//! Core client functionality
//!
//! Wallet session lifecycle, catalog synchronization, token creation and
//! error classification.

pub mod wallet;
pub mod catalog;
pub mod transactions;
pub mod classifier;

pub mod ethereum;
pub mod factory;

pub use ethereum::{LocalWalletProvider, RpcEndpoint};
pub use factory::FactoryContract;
*****
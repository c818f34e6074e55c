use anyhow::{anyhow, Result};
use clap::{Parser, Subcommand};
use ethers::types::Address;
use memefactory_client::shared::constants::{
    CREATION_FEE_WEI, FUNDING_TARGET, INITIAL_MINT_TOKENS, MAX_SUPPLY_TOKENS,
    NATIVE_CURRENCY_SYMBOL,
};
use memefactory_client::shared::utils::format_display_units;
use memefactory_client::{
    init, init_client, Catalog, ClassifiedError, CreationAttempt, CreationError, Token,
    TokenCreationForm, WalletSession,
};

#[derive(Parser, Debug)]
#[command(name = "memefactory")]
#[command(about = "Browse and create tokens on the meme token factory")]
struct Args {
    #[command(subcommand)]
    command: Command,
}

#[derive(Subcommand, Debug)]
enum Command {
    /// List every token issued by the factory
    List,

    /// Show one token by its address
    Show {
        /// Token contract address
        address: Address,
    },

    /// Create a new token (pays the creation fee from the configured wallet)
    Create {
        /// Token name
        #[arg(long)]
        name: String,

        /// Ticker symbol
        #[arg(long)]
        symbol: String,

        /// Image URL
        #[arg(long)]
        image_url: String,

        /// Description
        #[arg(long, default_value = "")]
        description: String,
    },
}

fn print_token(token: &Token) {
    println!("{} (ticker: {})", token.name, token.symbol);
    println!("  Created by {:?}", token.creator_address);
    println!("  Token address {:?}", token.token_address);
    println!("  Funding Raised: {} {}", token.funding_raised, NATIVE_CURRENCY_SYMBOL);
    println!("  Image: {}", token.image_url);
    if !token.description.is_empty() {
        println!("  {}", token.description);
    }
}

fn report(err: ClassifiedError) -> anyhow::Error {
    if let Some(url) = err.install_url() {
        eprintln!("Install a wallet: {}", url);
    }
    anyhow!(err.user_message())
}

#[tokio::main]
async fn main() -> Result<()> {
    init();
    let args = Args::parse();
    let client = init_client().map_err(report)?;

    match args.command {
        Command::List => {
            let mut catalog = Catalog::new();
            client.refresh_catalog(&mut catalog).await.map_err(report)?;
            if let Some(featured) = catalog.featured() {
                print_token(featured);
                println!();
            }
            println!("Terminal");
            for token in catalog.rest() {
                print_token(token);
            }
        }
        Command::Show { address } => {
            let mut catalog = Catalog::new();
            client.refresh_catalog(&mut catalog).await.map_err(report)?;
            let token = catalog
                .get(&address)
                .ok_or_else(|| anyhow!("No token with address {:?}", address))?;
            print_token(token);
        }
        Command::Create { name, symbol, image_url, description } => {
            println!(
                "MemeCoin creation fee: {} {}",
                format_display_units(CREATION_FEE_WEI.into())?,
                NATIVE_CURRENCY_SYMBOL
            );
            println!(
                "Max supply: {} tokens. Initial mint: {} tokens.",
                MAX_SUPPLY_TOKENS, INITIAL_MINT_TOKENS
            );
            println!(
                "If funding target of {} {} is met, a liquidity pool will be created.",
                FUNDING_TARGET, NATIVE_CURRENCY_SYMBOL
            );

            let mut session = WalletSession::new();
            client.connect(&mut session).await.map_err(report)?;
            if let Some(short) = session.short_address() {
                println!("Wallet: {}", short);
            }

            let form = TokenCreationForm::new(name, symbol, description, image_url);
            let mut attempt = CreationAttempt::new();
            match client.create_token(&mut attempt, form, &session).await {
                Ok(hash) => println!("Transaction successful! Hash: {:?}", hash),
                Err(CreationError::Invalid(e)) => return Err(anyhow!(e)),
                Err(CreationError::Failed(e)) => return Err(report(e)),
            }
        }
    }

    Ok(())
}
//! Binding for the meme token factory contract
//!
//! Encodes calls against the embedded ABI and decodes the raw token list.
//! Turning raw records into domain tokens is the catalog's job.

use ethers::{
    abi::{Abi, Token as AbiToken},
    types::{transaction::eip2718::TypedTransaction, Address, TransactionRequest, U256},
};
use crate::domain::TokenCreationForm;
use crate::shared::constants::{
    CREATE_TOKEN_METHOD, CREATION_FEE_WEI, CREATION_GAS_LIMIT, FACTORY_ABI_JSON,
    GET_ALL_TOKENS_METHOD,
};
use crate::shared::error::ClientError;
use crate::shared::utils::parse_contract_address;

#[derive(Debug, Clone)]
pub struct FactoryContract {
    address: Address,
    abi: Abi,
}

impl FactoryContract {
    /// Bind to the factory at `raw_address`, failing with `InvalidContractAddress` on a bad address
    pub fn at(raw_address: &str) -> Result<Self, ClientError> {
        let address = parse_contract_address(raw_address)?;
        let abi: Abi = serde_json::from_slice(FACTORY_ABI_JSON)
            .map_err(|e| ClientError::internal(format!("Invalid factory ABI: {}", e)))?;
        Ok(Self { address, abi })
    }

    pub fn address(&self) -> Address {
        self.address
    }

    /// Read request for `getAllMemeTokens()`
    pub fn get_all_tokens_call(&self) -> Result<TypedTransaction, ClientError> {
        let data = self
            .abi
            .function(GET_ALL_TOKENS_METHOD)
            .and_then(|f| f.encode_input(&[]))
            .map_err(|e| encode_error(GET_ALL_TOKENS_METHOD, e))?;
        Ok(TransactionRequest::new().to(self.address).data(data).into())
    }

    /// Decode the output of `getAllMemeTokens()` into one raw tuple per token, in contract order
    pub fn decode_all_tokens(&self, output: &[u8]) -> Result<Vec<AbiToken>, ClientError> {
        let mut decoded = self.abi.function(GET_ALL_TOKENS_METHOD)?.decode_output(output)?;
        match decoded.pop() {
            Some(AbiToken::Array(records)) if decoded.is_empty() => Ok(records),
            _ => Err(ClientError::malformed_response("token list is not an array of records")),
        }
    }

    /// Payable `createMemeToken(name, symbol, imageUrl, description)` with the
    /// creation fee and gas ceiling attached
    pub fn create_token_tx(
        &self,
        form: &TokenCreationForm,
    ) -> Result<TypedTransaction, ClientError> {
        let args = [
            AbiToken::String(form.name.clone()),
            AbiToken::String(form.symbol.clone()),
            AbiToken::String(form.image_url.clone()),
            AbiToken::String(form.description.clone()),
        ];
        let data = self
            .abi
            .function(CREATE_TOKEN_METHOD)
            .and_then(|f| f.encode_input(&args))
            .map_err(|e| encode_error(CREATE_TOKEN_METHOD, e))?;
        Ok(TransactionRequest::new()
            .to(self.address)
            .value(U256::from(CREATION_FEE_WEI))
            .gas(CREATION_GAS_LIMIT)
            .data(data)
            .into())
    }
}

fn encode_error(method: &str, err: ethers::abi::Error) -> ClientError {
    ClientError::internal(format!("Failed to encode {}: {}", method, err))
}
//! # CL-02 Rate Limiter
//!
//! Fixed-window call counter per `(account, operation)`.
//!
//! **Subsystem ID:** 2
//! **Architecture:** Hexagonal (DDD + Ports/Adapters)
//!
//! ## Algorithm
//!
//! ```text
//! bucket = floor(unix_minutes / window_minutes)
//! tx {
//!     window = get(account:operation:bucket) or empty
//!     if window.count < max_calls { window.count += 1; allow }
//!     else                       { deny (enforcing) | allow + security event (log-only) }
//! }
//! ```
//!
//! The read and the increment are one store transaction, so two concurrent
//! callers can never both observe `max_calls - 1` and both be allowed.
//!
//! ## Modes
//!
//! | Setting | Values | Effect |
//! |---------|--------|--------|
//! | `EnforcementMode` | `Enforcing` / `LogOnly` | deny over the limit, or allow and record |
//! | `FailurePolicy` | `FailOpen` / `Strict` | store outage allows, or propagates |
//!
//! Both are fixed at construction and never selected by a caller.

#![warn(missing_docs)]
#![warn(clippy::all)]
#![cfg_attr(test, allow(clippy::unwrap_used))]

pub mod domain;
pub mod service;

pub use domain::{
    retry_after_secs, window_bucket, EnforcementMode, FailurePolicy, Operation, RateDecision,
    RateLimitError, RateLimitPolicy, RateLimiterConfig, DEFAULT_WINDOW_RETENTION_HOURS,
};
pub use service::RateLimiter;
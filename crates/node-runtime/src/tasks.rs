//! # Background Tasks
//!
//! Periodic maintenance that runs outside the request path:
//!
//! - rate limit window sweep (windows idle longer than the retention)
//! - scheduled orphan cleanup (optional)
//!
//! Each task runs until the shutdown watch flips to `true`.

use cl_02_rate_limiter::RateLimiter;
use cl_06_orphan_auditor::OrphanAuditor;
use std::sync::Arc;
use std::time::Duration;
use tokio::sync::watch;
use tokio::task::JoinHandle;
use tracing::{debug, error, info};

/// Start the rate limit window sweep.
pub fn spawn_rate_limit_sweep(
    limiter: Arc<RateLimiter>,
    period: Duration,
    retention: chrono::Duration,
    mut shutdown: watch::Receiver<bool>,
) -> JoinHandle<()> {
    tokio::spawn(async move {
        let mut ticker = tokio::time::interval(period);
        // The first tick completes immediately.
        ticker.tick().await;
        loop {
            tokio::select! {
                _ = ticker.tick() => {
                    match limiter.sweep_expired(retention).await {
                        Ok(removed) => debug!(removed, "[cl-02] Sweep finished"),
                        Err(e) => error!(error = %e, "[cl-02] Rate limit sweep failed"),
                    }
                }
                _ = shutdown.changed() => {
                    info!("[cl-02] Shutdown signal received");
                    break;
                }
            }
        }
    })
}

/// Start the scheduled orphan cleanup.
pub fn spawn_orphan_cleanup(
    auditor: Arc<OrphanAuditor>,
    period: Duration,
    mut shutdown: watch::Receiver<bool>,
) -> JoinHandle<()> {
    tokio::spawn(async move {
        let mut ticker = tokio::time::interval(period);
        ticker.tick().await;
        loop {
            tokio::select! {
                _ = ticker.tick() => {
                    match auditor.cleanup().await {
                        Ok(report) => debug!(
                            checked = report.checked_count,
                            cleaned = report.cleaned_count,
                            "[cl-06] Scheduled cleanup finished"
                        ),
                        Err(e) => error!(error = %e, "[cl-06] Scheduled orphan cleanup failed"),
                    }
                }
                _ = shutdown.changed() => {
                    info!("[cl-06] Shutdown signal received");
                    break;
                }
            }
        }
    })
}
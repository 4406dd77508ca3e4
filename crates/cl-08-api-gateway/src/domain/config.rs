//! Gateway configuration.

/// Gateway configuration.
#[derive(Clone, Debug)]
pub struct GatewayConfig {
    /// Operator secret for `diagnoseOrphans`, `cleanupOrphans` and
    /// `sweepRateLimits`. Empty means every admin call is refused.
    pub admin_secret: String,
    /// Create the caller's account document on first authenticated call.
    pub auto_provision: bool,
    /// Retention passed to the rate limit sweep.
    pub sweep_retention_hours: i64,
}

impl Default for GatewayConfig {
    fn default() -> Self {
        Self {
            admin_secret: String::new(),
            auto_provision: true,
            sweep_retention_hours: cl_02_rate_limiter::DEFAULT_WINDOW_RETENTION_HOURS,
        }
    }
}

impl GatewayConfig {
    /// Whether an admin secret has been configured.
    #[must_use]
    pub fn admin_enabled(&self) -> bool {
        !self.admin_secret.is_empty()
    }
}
*****
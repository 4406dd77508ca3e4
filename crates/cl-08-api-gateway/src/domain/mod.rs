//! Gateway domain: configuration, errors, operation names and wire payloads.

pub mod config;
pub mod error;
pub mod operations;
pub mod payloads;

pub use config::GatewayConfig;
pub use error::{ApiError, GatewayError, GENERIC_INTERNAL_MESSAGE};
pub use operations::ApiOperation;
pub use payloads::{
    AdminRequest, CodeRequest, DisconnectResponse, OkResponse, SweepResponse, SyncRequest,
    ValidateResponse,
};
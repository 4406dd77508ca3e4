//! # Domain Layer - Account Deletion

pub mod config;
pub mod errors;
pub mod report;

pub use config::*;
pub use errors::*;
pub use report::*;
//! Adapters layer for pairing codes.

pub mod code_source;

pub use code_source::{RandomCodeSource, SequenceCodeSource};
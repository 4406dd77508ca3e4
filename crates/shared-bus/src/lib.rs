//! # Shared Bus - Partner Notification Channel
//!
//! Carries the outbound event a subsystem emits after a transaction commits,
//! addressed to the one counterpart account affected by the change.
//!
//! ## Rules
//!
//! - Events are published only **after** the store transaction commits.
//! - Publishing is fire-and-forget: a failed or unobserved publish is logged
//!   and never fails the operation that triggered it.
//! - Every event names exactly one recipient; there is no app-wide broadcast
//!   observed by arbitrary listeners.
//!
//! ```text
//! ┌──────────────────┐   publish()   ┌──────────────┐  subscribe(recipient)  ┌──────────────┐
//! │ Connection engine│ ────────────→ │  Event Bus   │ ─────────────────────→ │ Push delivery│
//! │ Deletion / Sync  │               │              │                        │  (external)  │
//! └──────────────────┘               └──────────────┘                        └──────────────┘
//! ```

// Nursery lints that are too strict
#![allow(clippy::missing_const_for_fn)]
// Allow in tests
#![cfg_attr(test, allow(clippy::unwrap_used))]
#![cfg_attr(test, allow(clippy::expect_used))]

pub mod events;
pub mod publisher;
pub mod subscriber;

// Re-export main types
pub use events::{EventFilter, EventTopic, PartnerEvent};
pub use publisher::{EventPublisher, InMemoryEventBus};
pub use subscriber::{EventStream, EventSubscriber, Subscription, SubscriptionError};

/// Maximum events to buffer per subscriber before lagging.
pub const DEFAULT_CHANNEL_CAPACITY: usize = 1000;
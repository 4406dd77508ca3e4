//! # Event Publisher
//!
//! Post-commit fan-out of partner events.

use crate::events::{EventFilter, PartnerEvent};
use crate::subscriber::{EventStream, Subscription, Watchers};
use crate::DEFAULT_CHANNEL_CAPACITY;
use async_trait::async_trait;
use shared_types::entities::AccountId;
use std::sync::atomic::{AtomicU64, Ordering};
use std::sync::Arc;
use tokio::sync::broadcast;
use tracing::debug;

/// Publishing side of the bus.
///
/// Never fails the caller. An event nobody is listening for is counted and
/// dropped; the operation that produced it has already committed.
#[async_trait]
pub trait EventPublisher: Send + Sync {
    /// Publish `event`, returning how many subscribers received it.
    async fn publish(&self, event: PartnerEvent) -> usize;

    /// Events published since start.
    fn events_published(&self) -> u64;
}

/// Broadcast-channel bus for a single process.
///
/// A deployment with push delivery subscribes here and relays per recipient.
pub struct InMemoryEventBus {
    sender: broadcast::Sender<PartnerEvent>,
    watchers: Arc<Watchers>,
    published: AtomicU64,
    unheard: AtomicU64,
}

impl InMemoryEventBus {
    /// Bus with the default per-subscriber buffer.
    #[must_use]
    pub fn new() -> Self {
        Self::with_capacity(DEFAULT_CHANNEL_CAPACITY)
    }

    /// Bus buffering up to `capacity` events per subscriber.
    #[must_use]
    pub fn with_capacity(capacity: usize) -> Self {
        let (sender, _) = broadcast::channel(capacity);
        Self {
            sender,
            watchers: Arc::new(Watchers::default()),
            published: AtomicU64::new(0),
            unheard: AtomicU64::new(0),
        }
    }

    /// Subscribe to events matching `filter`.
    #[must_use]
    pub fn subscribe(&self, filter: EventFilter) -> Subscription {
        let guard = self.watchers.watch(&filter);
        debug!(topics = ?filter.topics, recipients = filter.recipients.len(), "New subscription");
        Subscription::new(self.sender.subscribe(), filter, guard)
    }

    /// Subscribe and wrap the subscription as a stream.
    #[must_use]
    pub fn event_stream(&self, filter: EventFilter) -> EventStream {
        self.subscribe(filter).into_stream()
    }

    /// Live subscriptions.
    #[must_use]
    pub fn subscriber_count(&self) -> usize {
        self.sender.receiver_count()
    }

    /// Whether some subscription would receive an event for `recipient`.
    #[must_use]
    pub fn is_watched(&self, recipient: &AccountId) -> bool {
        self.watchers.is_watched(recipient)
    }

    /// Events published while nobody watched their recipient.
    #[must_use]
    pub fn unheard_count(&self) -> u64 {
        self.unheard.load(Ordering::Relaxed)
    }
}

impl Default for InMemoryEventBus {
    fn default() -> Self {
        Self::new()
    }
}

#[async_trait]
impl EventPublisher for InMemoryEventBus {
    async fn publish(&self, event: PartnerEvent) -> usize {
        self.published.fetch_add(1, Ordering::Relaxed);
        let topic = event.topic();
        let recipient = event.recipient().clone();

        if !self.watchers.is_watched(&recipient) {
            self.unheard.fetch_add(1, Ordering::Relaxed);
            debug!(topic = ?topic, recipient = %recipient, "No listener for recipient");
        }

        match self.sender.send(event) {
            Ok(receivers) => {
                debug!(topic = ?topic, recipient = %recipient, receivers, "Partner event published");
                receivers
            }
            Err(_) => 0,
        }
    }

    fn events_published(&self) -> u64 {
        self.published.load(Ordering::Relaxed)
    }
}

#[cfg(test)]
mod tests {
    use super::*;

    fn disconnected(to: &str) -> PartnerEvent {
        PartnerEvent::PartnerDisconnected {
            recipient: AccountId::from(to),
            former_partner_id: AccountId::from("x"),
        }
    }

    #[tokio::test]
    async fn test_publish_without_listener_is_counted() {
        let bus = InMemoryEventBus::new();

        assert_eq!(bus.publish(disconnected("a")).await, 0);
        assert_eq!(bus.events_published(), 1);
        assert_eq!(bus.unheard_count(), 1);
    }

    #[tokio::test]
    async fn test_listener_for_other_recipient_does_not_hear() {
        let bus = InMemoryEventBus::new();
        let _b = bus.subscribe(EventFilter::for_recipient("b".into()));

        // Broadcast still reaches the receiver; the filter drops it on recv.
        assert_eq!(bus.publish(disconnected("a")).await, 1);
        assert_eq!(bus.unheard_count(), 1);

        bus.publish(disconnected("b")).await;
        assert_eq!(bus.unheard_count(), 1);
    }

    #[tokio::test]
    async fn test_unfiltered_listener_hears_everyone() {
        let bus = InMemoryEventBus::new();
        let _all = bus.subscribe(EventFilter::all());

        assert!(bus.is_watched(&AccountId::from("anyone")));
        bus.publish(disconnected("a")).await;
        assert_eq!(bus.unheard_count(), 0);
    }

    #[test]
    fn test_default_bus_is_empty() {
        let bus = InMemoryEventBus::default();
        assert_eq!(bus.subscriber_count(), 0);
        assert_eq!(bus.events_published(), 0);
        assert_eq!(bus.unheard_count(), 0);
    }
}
*****
# Work order:
Lines above with the word "store" should be counted, and the reply is that count alone.

# Problem solution:
3